AJ turned away from the storage shelves, her brow arching.  Cataloguing the department’s collections wasn’t her idea of fun, but it needed to be done before the semester started and she’d volunteered—in her humble opinion, it beat what her colleagues in the department were up to in these waning days of summer.  A young man hovered in the doorway, dark-haired with almond-shaped eyes, a backpack dangling from his shoulder.  He was familiar, though she couldn’t quite place the face or the voice.

“Can I help you with something?” she asked.

The man smiled a self-deprecating smile.  “Maybe.  Professor Krause sent me down here to see if you needed any help.”

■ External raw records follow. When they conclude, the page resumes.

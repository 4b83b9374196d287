/// Persistence interfaces consumed by the identity core
///
/// The identity core never talks to a database directly. It consumes these
/// async traits, which the domain persistence layer implements:
///
/// - [`CredentialStore`]: credential records keyed by id, username and email
/// - [`DeveloperStore`]: developer profiles keyed by id or linked credential
/// - [`ResourceStore`]: projects, tasks and their assigned developers
/// - [`GrantStore`]: explicit read grants for contractors
///
/// Two implementations ship with the crate:
///
/// - [`postgres::PgStore`]: sqlx/PostgreSQL
/// - [`memory::MemoryStore`]: in-process, for development and tests

use async_trait::async_trait;
use std::collections::BTreeSet;

use crate::models::{
    credential::{CredentialRecord, NewCredential},
    developer::{Developer, NewDeveloper},
    role::Role,
    task::{Project, ResourceKind, Task, TaskStatus},
};

pub mod memory;
pub mod postgres;

/// Store result type alias
pub type StoreResult<T> = Result<T, StoreError>;

/// Unique field that a write collided on
#[derive(Debug, Clone, Copy, PartialEq, Eq)]
pub enum UniqueField {
    /// Username already taken
    Username,

    /// Email already registered
    Email,
}

impl UniqueField {
    /// Field name as exposed to clients
    pub fn as_str(&self) -> &'static str {
        match self {
            UniqueField::Username => "username",
            UniqueField::Email => "email",
        }
    }
}

/// Error type for store operations
#[derive(Debug, thiserror::Error)]
pub enum StoreError {
    /// Unique constraint violated
    #[error("Duplicate {}", .0.as_str())]
    Duplicate(UniqueField),

    /// Referenced record does not exist
    #[error("Record not found: {0}")]
    NotFound(String),

    /// Database error
    #[error("Database error: {0}")]
    Database(#[from] sqlx::Error),
}

/// Result of creating a credential, with its developer profile if one was provisioned
#[derive(Debug, Clone)]
pub struct CreatedCredential {
    /// The stored credential record
    pub credential: CredentialRecord,

    /// The linked developer profile
    pub developer: Option<Developer>,
}

/// Credential record store
#[async_trait]
pub trait CredentialStore: Send + Sync {
    /// Finds a record by id
    async fn find_by_id(&self, id: i64) -> StoreResult<Option<CredentialRecord>>;

    /// Finds a record by exact username
    async fn find_by_username(&self, username: &str) -> StoreResult<Option<CredentialRecord>>;

    /// Finds a record by email (case-insensitive)
    async fn find_by_email(&self, email: &str) -> StoreResult<Option<CredentialRecord>>;

    /// Finds a record whose username or email matches the identifier
    async fn find_by_identifier(&self, identifier: &str) -> StoreResult<Option<CredentialRecord>> {
        if let Some(record) = self.find_by_username(identifier).await? {
            return Ok(Some(record));
        }
        self.find_by_email(identifier).await
    }

    /// Whether a username is taken
    async fn username_exists(&self, username: &str) -> StoreResult<bool> {
        Ok(self.find_by_username(username).await?.is_some())
    }

    /// Whether an email is registered
    async fn email_exists(&self, email: &str) -> StoreResult<bool> {
        Ok(self.find_by_email(email).await?.is_some())
    }

    /// Creates a credential and, if given, its linked developer profile
    ///
    /// Both writes happen in one transaction: either both records exist
    /// afterwards or neither does.
    async fn create(
        &self,
        credential: NewCredential,
        developer: Option<NewDeveloper>,
    ) -> StoreResult<CreatedCredential>;

    /// Refreshes provider-supplied fields of a federated record
    async fn update_provider_profile(
        &self,
        id: i64,
        provider_id: &str,
        display_name: Option<&str>,
    ) -> StoreResult<CredentialRecord>;

    /// Sets the last-login timestamp to now
    async fn touch_last_login(&self, id: i64) -> StoreResult<()>;

    /// Replaces the role set of a record
    async fn set_roles(&self, id: i64, roles: &BTreeSet<Role>) -> StoreResult<Option<CredentialRecord>>;

    /// Enables or disables a record
    async fn set_enabled(&self, id: i64, enabled: bool) -> StoreResult<Option<CredentialRecord>>;
}

/// Developer profile store
#[async_trait]
pub trait DeveloperStore: Send + Sync {
    /// Finds a developer by id
    async fn find_developer(&self, id: i64) -> StoreResult<Option<Developer>>;

    /// Finds the developer linked to a credential record
    async fn find_developer_by_credential(&self, credential_id: i64) -> StoreResult<Option<Developer>>;

    /// Lists all developers
    async fn list_developers(&self) -> StoreResult<Vec<Developer>>;
}

/// Project and task store
#[async_trait]
pub trait ResourceStore: Send + Sync {
    /// Finds a project by id
    async fn find_project(&self, id: i64) -> StoreResult<Option<Project>>;

    /// Finds a task by id
    async fn find_task(&self, id: i64) -> StoreResult<Option<Task>>;

    /// Developer assigned to a task (None if unassigned or no such task)
    async fn task_assignee(&self, task_id: i64) -> StoreResult<Option<i64>>;

    /// Developers assigned to any task of a project
    async fn project_assignees(&self, project_id: i64) -> StoreResult<Vec<i64>>;

    /// Updates a task's status
    async fn update_task_status(&self, id: i64, status: TaskStatus) -> StoreResult<Option<Task>>;
}

/// Explicit resource grant store
#[async_trait]
pub trait GrantStore: Send + Sync {
    /// Whether the credential holds a read grant on the resource
    async fn has_grant(&self, credential_id: i64, kind: ResourceKind, resource_id: i64) -> StoreResult<bool>;
}

/// Every collaborator interface the service consumes
pub trait Store: CredentialStore + DeveloperStore + ResourceStore + GrantStore {}

impl<T> Store for T where T: CredentialStore + DeveloperStore + ResourceStore + GrantStore {}

#[cfg(test)]
mod tests {
    use super::*;

    #[test]
    fn test_store_error_display() {
        let err = StoreError::Duplicate(UniqueField::Email);
        assert_eq!(err.to_string(), "Duplicate email");

        let err = StoreError::NotFound("credential 7".to_string());
        assert!(err.to_string().contains("credential 7"));
    }
}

“Maryanne sent you, huh?”  AJ dusted her hands off on the seat of her jeans, quirking a brow.  “You’re with the department?”

“Post-grad,” he explained.  “Semester year.  I have the Baird-Mancini Fellowship.”

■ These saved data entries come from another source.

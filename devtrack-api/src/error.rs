/// Error handling for the API server
///
/// This module provides a unified error type that maps to HTTP responses.
/// All handlers should return `Result<T, ApiError>` which automatically
/// converts to appropriate HTTP status codes with a stable JSON body:
///
/// ```json
/// { "error": "conflict", "message": "email is already registered" }
/// ```
///
/// Domain errors convert through `From`, so handlers propagate them with `?`.
/// Internal details are logged and replaced by a generic message.

use axum::{
    http::StatusCode,
    response::{IntoResponse, Response},
    Json,
};
use devtrack_shared::{
    auth::{
        credentials::CredentialError,
        federation::FederationError,
        password::PasswordError,
        policy::AuthzError,
        token::TokenError,
    },
    store::StoreError,
};
use serde::{Deserialize, Serialize};
use std::fmt;

/// API result type alias
pub type ApiResult<T> = Result<T, ApiError>;

/// Unified API error type
#[derive(Debug)]
pub enum ApiError {
    /// Bad request (400)
    BadRequest(String),

    /// Unauthorized (401)
    Unauthorized(String),

    /// Authorization guard refusal (401 or 403)
    Authz(AuthzError),

    /// Not found (404)
    NotFound(String),

    /// Conflict (409), e.g. duplicate email
    Conflict(String),

    /// Unprocessable entity (422) - validation errors
    ValidationError(Vec<ValidationErrorDetail>),

    /// Federated login failure answered directly instead of by redirect
    Federation {
        status: StatusCode,
        code: &'static str,
        message: String,
    },

    /// Internal server error (500)
    InternalError(String),
}

/// Validation error detail
#[derive(Debug, Clone, Serialize, Deserialize)]
pub struct ValidationErrorDetail {
    /// Field that failed validation
    pub field: String,

    /// Error message
    pub message: String,
}

impl ValidationErrorDetail {
    pub fn new(field: impl Into<String>, message: impl Into<String>) -> Self {
        Self {
            field: field.into(),
            message: message.into(),
        }
    }
}

/// Error response format
#[derive(Debug, Serialize, Deserialize)]
pub struct ErrorResponse {
    /// Error code (e.g., "bad_request", "unauthorized")
    pub error: String,

    /// Human-readable error message
    pub message: String,

    /// Optional validation errors
    #[serde(skip_serializing_if = "Option::is_none")]
    pub details: Option<Vec<ValidationErrorDetail>>,
}

impl fmt::Display for ApiError {
    fn fmt(&self, f: &mut fmt::Formatter<'_>) -> fmt::Result {
        match self {
            ApiError::BadRequest(msg) => write!(f, "Bad request: {}", msg),
            ApiError::Unauthorized(msg) => write!(f, "Unauthorized: {}", msg),
            ApiError::Authz(err) => write!(f, "{}", err),
            ApiError::NotFound(msg) => write!(f, "Not found: {}", msg),
            ApiError::Conflict(msg) => write!(f, "Conflict: {}", msg),
            ApiError::ValidationError(errors) => {
                write!(f, "Validation failed: {} errors", errors.len())
            }
            ApiError::Federation { code, message, .. } => write!(f, "Federated login failed ({}): {}", code, message),
            ApiError::InternalError(msg) => write!(f, "Internal error: {}", msg),
        }
    }
}

impl std::error::Error for ApiError {}

impl IntoResponse for ApiError {
    fn into_response(self) -> Response {
        let (status, error_code, message, details) = match self {
            ApiError::Authz(err) => return err.into_response(),
            ApiError::BadRequest(msg) => (StatusCode::BAD_REQUEST, "bad_request", msg, None),
            ApiError::Unauthorized(msg) => (StatusCode::UNAUTHORIZED, "unauthorized", msg, None),
            ApiError::NotFound(msg) => (StatusCode::NOT_FOUND, "not_found", msg, None),
            ApiError::Conflict(msg) => (StatusCode::CONFLICT, "conflict", msg, None),
            ApiError::ValidationError(errors) => (
                StatusCode::UNPROCESSABLE_ENTITY,
                "validation_error",
                "Request validation failed".to_string(),
                Some(errors),
            ),
            ApiError::Federation { status, code, message } => (status, code, message, None),
            ApiError::InternalError(msg) => {
                // Log internal errors but don't expose details to clients
                tracing::error!("Internal error: {}", msg);
                (
                    StatusCode::INTERNAL_SERVER_ERROR,
                    "internal_error",
                    "An internal error occurred".to_string(),
                    None,
                )
            }
        };

        let body = Json(ErrorResponse {
            error: error_code.to_string(),
            message,
            details,
        });

        (status, body).into_response()
    }
}

impl From<AuthzError> for ApiError {
    fn from(err: AuthzError) -> Self {
        ApiError::Authz(err)
    }
}

impl From<StoreError> for ApiError {
    fn from(err: StoreError) -> Self {
        match err {
            StoreError::Duplicate(field) => ApiError::Conflict(format!("{} is already registered", field.as_str())),
            StoreError::NotFound(what) => ApiError::NotFound(what),
            StoreError::Database(e) => ApiError::InternalError(format!("Database error: {}", e)),
        }
    }
}

impl From<TokenError> for ApiError {
    fn from(err: TokenError) -> Self {
        match err {
            TokenError::Encode(msg) | TokenError::WeakSecret { kid: msg, .. } | TokenError::InvalidTtl(msg) => {
                ApiError::InternalError(format!("Token service failure: {}", msg))
            }
            TokenError::Expired => ApiError::Unauthorized("Token expired".to_string()),
            _ => ApiError::Unauthorized("Invalid token".to_string()),
        }
    }
}

impl From<PasswordError> for ApiError {
    fn from(err: PasswordError) -> Self {
        match err {
            PasswordError::Weak(message) => {
                ApiError::ValidationError(vec![ValidationErrorDetail::new("password", message)])
            }
            other => ApiError::InternalError(format!("Password operation failed: {}", other)),
        }
    }
}

impl From<CredentialError> for ApiError {
    fn from(err: CredentialError) -> Self {
        match err {
            CredentialError::InvalidCredentials => ApiError::Unauthorized("Invalid credentials".to_string()),
            CredentialError::DuplicateIdentity { field } => {
                ApiError::Conflict(format!("{} is already registered", field.as_str()))
            }
            CredentialError::Invalid(message) => {
                ApiError::ValidationError(vec![ValidationErrorDetail::new("registration", message)])
            }
            CredentialError::WeakPassword(message) => {
                ApiError::ValidationError(vec![ValidationErrorDetail::new("password", message)])
            }
            CredentialError::Password(e) => e.into(),
            CredentialError::Store(e) => e.into(),
        }
    }
}

impl From<FederationError> for ApiError {
    fn from(err: FederationError) -> Self {
        let status = match &err {
            FederationError::UnknownProvider(_) => StatusCode::NOT_FOUND,
            FederationError::UnauthorizedRedirect
            | FederationError::InvalidState
            | FederationError::MissingCode
            | FederationError::ProviderProfileIncomplete => StatusCode::BAD_REQUEST,
            FederationError::ProviderDenied(_) => StatusCode::UNAUTHORIZED,
            FederationError::AccountDisabled => StatusCode::FORBIDDEN,
            FederationError::CrossProviderCollision => StatusCode::CONFLICT,
            FederationError::Provider(_) => StatusCode::BAD_GATEWAY,
            FederationError::ProviderTimeout => StatusCode::GATEWAY_TIMEOUT,
            FederationError::Token(_)
            | FederationError::Password(_)
            | FederationError::Cookie(_)
            | FederationError::Store(_) => {
                return ApiError::InternalError(err.to_string());
            }
        };

        let message = match &err {
            // Upstream detail stays in the logs
            FederationError::Provider(_) => "Identity provider request failed".to_string(),
            other => other.to_string(),
        };

        ApiError::Federation {
            status,
            code: err.code(),
            message,
        }
    }
}

/// Convert validator output to a 422 response
impl From<validator::ValidationErrors> for ApiError {
    fn from(e: validator::ValidationErrors) -> Self {
        let errors: Vec<ValidationErrorDetail> = e
            .field_errors()
            .iter()
            .flat_map(|(field, errors)| {
                errors.iter().map(move |error| ValidationErrorDetail {
                    field: field.to_string(),
                    message: error
                        .message
                        .as_ref()
                        .map(|m| m.to_string())
                        .unwrap_or_else(|| "Validation failed".to_string()),
                })
            })
            .collect();
        ApiError::ValidationError(errors)
    }
}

“Ah, for forensic anthropology, yes.”  AJ glanced over her shoulder at the racks of artifacts, carefully arranged and labeled.  “And Maryanne sent you down here to help me why?”

“I think she ran out of things for me to help her with upstairs.”

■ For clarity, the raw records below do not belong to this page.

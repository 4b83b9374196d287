/// Guarded project, task and developer endpoints
///
/// Project/task CRUD belongs to the domain layer. These handlers exist so the
/// authorization guards have real routes in front of them; each one runs only
/// after its route's guard allowed the request.

use crate::{
    app::AppState,
    error::{ApiError, ApiResult},
};
use axum::{
    extract::{Path, State},
    Json,
};
use devtrack_shared::{
    models::{
        developer::Developer,
        task::{Project, Task, TaskStatus},
    },
    store::{DeveloperStore, ResourceStore},
};
use serde::Deserialize;
use tracing::info;

/// Status change request
#[derive(Debug, Deserialize)]
pub struct UpdateStatusRequest {
    pub status: TaskStatus,
}

/// `GET /projects/:id` (View Project)
pub async fn get_project(State(state): State<AppState>, Path(id): Path<i64>) -> ApiResult<Json<Project>> {
    state
        .store
        .find_project(id)
        .await?
        .map(Json)
        .ok_or_else(|| ApiError::NotFound(format!("Project {} not found", id)))
}

/// `GET /tasks/:id` (View Task)
pub async fn get_task(State(state): State<AppState>, Path(id): Path<i64>) -> ApiResult<Json<Task>> {
    state
        .store
        .find_task(id)
        .await?
        .map(Json)
        .ok_or_else(|| ApiError::NotFound(format!("Task {} not found", id)))
}

/// `PUT /tasks/:id/status` (Modify Task)
pub async fn update_task_status(
    State(state): State<AppState>,
    Path(id): Path<i64>,
    Json(req): Json<UpdateStatusRequest>,
) -> ApiResult<Json<Task>> {
    let task = state
        .store
        .update_task_status(id, req.status)
        .await?
        .ok_or_else(|| ApiError::NotFound(format!("Task {} not found", id)))?;

    info!(task_id = id, status = req.status.as_str(), "Task status updated");
    Ok(Json(task))
}

/// `GET /developers` (View Developer)
pub async fn list_developers(State(state): State<AppState>) -> ApiResult<Json<Vec<Developer>>> {
    Ok(Json(state.store.list_developers().await?))
}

AJ snorted a laugh.  “Maybe.  Honestly, I’ve got this pretty well in hand on my end.  What’s your name?  Are you assisting for anyone in the fall?”

“That’s the other reason I think she sent me down here,” he said, then blushed, glancing down. “I think she wanted me to talk to you about your strategies for teaching some of the intro classes.  I’m supposed to teach a couple of the general education ones and she said my syllabi were a bit…complex.”

“She says that about most of the syllabi we write, but it doesn’t seem to scare everyone away.”  She moved away from the shelves and toward him.  “Still waiting on that name, you know.”

“Oh.”  He glanced down, apparently bashful, at least for a few seconds, then back up again before he extended his hand.  “Ben Miyazaki.”

“AJ McConaway.  Welcome aboard.”

“Thanks.”  He glanced at the shelves.  “You going to have time to take a look at those syllabi?”

“Got them with you?”

He tugged a sheaf of papers out of the backpack dangling from his shoulder and AJ grinned.

“Let’s go to my office.  I’ll make you a cup of coffee and we’ll talk.”

He nodded and let her lead the way.


Circa 2022 (late summer/early autumn) – Chicago

“So this is it,” Brigid said softly.  The lake glittered with the lights of the city, the sun now nearly gone.  They stood together on a rooftop overlooking the water, stealing a few last precious moments before it all came to an end.

Everything was quiet, even the sound of the cars in the street below.  The breeze off the water was cool, even at this time of year, a welcome relief from the heat of summer.  Even that, too, felt like an ending, one she’d been trying to deny for the past three days since he’d told her they were leaving, that he was taking his charges back to New York, that things had changed and would never be the same again.

“I suppose it is,” he said, his voice as quiet as hers had been.

“I don’t want you to go.”

“We don’t have a choice.”  Robert’s voice was gentle, probably far more gentle than she deserved, considering how many times she’d said it and the shouting match they’d had about it.  “It’s too dangerous to stay.  For them.  For your people, too.  Besides, with everything going on in New York…” his voice trailed away and he didn’t say more.

Brigid’s jaw tightened.  “You still won’t tell me?”

“I’ve told you all I can,” he said.  She wanted to believe it but wasn’t sure she could—wasn’t sure she could let herself believe it.

But she nodded anyway, staring out over the city and Lake Michigan, feeling sick at heart and sick to her stomach.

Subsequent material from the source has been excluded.